# [WORK TASK]
A single number is required: the count of lines in the following entries that include the word "notes".

# [PROVIDED RECORDS]
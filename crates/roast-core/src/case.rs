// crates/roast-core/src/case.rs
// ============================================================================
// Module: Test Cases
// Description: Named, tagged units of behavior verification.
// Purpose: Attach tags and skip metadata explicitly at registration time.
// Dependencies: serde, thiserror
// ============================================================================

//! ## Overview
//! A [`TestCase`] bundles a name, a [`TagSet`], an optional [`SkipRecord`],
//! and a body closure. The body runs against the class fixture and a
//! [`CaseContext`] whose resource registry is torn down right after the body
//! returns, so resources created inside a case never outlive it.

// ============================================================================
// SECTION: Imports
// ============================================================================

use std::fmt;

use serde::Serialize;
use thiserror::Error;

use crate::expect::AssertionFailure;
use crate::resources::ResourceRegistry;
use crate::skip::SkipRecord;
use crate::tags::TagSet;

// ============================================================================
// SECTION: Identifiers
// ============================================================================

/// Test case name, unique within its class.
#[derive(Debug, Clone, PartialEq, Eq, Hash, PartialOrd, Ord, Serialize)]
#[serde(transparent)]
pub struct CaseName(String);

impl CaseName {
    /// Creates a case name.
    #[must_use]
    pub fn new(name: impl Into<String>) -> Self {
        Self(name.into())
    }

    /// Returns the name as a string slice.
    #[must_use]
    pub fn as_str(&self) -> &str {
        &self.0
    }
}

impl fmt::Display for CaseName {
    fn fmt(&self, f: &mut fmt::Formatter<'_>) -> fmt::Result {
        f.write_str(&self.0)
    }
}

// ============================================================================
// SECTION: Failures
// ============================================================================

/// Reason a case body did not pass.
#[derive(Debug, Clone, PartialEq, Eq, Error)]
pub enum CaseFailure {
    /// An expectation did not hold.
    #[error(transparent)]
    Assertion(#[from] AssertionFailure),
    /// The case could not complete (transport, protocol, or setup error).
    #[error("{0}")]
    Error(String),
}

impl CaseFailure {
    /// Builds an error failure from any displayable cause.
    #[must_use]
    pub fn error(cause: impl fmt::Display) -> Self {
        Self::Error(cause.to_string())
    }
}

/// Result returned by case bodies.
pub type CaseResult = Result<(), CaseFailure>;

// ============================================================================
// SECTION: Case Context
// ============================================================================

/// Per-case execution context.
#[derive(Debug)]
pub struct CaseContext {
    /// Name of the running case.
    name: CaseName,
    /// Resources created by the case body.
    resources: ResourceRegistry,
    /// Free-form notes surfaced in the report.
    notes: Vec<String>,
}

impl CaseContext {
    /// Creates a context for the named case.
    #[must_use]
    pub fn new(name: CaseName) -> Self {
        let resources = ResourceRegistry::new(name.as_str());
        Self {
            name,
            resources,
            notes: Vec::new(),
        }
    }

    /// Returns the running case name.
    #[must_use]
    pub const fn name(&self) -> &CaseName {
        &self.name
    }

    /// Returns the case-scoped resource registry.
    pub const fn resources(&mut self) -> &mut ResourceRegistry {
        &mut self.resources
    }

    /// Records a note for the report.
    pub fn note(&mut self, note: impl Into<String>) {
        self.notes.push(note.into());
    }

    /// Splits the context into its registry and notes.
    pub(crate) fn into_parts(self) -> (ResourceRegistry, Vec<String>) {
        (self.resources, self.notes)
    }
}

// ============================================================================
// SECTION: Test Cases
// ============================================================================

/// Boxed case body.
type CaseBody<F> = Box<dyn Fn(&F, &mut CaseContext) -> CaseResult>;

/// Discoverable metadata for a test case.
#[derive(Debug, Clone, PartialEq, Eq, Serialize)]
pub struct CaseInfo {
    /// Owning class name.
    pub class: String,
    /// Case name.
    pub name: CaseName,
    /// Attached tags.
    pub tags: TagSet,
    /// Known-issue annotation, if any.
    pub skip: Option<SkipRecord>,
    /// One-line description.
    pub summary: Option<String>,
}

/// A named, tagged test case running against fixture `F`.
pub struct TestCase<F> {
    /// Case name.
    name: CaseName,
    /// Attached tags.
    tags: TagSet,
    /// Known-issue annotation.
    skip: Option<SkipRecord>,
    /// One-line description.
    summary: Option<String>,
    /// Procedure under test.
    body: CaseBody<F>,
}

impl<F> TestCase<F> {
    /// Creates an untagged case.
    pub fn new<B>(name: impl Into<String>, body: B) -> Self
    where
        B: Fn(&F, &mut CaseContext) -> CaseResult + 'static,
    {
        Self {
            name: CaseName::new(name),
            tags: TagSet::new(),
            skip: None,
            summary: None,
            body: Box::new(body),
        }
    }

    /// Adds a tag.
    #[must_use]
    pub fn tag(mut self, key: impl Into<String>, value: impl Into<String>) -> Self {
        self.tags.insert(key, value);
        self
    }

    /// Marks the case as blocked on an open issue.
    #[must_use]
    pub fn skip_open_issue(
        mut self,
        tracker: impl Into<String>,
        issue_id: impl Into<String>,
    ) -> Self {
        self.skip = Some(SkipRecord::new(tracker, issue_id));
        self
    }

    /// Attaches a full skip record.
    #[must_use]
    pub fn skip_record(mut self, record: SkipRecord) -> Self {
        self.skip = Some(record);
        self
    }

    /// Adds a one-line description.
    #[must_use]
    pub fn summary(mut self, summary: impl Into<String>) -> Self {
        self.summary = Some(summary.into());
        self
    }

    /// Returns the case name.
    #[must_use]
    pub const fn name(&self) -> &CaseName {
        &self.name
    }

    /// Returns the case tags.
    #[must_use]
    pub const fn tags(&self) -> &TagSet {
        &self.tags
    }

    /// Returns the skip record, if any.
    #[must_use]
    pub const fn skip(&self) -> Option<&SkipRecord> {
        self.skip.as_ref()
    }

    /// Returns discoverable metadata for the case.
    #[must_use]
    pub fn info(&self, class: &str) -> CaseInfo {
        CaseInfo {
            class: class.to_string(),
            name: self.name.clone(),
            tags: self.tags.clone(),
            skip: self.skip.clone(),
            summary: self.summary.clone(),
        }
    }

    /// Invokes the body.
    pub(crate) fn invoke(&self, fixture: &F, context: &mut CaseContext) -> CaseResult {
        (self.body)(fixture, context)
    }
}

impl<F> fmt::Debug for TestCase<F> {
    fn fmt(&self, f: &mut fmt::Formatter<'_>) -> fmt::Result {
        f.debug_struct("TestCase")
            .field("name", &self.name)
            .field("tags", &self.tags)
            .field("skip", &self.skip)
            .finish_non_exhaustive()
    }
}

...

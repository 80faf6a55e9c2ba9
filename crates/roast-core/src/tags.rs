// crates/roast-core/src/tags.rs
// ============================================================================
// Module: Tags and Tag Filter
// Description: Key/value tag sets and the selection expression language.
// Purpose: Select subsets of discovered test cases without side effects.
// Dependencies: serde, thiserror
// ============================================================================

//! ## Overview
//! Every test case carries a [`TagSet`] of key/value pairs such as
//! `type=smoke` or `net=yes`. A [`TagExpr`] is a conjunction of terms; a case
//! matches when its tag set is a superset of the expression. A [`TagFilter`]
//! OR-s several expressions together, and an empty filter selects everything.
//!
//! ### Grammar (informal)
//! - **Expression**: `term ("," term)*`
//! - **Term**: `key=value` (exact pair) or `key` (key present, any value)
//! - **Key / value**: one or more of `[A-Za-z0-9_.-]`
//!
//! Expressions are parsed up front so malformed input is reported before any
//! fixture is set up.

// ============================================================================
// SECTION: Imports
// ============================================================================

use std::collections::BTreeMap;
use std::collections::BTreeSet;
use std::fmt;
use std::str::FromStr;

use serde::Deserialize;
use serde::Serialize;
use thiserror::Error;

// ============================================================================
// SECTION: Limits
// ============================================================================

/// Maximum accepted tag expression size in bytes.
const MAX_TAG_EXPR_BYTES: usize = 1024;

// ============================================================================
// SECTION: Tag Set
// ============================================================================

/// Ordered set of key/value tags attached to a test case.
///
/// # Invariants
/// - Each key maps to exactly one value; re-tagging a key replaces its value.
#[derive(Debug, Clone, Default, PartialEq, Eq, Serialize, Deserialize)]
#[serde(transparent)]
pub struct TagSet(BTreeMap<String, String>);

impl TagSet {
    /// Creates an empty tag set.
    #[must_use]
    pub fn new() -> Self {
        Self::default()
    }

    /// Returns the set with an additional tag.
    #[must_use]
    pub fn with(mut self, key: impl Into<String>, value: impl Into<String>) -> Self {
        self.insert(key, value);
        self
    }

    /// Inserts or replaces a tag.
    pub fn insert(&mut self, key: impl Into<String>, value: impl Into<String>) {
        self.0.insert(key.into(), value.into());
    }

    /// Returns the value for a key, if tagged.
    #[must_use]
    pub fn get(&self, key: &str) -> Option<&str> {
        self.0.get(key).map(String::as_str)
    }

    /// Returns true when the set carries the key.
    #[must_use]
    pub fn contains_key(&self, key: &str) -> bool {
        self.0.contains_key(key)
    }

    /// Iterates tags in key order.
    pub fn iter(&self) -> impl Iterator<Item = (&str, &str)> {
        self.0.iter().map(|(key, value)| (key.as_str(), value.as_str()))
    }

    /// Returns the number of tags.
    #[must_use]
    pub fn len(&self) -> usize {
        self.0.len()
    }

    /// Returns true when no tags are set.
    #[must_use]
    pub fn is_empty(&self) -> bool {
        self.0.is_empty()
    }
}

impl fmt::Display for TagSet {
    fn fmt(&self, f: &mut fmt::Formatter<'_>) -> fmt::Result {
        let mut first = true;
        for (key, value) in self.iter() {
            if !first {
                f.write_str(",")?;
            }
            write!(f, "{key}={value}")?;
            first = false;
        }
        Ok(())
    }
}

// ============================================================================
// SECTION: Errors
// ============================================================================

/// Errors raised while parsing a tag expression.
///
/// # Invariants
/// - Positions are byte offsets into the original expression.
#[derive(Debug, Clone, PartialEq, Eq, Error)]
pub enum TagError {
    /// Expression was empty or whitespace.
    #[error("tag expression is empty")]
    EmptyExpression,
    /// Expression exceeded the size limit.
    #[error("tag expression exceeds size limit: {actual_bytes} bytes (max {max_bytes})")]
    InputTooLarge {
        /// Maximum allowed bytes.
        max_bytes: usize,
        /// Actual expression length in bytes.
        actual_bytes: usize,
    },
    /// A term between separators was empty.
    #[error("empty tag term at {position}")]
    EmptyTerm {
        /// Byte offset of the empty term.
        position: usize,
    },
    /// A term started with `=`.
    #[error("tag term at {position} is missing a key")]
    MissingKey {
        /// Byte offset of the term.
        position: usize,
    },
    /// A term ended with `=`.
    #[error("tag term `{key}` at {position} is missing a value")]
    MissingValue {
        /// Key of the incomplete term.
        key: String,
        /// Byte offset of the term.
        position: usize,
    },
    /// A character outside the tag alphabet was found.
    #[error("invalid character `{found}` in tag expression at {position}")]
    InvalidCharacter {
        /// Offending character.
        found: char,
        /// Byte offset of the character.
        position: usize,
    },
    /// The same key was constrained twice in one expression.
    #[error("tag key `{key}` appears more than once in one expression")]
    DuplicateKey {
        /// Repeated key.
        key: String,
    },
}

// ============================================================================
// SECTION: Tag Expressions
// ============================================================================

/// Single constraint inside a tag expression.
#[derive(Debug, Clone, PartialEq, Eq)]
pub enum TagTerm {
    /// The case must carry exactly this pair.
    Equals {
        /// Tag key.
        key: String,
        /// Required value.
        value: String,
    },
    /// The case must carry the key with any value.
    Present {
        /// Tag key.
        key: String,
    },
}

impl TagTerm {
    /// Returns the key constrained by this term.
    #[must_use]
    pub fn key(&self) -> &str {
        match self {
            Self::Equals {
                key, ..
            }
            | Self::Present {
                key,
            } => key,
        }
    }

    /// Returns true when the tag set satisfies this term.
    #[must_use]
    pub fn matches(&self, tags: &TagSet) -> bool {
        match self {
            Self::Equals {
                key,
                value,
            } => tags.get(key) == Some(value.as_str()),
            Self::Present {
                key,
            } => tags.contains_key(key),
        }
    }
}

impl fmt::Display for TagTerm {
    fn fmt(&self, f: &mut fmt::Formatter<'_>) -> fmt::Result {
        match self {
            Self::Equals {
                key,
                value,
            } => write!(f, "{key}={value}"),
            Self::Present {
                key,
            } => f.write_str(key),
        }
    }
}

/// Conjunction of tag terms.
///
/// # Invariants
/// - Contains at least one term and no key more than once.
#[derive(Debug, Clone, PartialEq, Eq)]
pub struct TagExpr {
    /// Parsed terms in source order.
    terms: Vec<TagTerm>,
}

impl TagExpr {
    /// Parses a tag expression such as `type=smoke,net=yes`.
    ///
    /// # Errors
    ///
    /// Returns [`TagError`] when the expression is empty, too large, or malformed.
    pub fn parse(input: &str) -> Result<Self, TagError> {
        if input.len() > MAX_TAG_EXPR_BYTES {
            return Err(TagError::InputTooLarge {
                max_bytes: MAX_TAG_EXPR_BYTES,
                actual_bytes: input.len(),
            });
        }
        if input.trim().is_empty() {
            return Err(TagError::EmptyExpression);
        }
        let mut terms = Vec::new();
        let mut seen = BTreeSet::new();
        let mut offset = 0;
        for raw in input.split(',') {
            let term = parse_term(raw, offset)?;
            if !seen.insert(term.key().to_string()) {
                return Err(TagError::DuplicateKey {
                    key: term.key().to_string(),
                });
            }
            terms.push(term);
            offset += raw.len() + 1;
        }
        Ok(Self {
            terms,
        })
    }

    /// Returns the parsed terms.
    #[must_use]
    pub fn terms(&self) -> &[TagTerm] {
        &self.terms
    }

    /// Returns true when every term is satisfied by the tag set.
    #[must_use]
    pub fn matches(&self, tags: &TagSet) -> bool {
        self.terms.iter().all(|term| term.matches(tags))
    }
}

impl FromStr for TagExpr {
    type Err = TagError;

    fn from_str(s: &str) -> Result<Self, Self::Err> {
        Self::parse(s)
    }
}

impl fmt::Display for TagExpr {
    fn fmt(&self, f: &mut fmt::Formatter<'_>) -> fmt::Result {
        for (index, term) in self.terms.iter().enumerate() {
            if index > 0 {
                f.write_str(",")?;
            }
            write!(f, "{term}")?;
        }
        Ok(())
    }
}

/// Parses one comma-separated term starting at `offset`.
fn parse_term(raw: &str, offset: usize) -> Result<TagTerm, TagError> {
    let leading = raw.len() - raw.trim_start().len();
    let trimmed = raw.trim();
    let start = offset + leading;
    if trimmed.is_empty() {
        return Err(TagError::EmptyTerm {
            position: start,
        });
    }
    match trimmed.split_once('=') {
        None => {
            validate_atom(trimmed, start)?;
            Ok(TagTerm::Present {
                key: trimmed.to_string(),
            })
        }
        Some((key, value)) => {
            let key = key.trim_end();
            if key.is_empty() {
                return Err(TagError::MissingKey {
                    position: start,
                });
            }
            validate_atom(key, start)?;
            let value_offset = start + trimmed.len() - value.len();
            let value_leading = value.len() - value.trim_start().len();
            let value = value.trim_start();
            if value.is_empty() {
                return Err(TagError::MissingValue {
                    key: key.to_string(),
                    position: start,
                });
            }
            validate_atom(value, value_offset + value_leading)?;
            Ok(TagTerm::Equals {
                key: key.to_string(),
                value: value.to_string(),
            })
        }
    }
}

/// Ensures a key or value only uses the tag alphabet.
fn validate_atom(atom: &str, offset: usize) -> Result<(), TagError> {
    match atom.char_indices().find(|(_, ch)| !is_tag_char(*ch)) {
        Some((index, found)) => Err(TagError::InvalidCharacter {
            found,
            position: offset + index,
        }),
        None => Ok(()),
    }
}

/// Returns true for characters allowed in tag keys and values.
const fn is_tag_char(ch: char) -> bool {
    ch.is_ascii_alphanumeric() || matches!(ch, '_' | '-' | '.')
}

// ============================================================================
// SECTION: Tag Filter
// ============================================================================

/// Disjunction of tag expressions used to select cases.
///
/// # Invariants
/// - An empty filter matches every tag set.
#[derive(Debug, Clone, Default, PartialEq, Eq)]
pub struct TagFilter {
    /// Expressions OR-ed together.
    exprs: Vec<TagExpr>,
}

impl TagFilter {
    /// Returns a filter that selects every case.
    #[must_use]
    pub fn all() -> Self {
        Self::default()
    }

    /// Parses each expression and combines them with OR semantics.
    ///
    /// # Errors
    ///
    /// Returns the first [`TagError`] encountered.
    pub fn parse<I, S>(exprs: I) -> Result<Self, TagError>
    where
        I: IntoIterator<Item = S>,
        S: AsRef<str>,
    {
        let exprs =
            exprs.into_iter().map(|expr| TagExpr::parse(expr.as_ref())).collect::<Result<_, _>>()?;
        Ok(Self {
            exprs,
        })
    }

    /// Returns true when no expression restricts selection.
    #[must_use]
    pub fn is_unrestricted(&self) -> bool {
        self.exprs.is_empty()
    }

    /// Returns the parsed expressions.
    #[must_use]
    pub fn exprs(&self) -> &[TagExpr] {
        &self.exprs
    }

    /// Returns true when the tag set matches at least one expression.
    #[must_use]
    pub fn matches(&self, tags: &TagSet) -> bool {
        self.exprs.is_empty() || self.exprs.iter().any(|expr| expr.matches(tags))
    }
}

# [WORKED SOLUTION]
6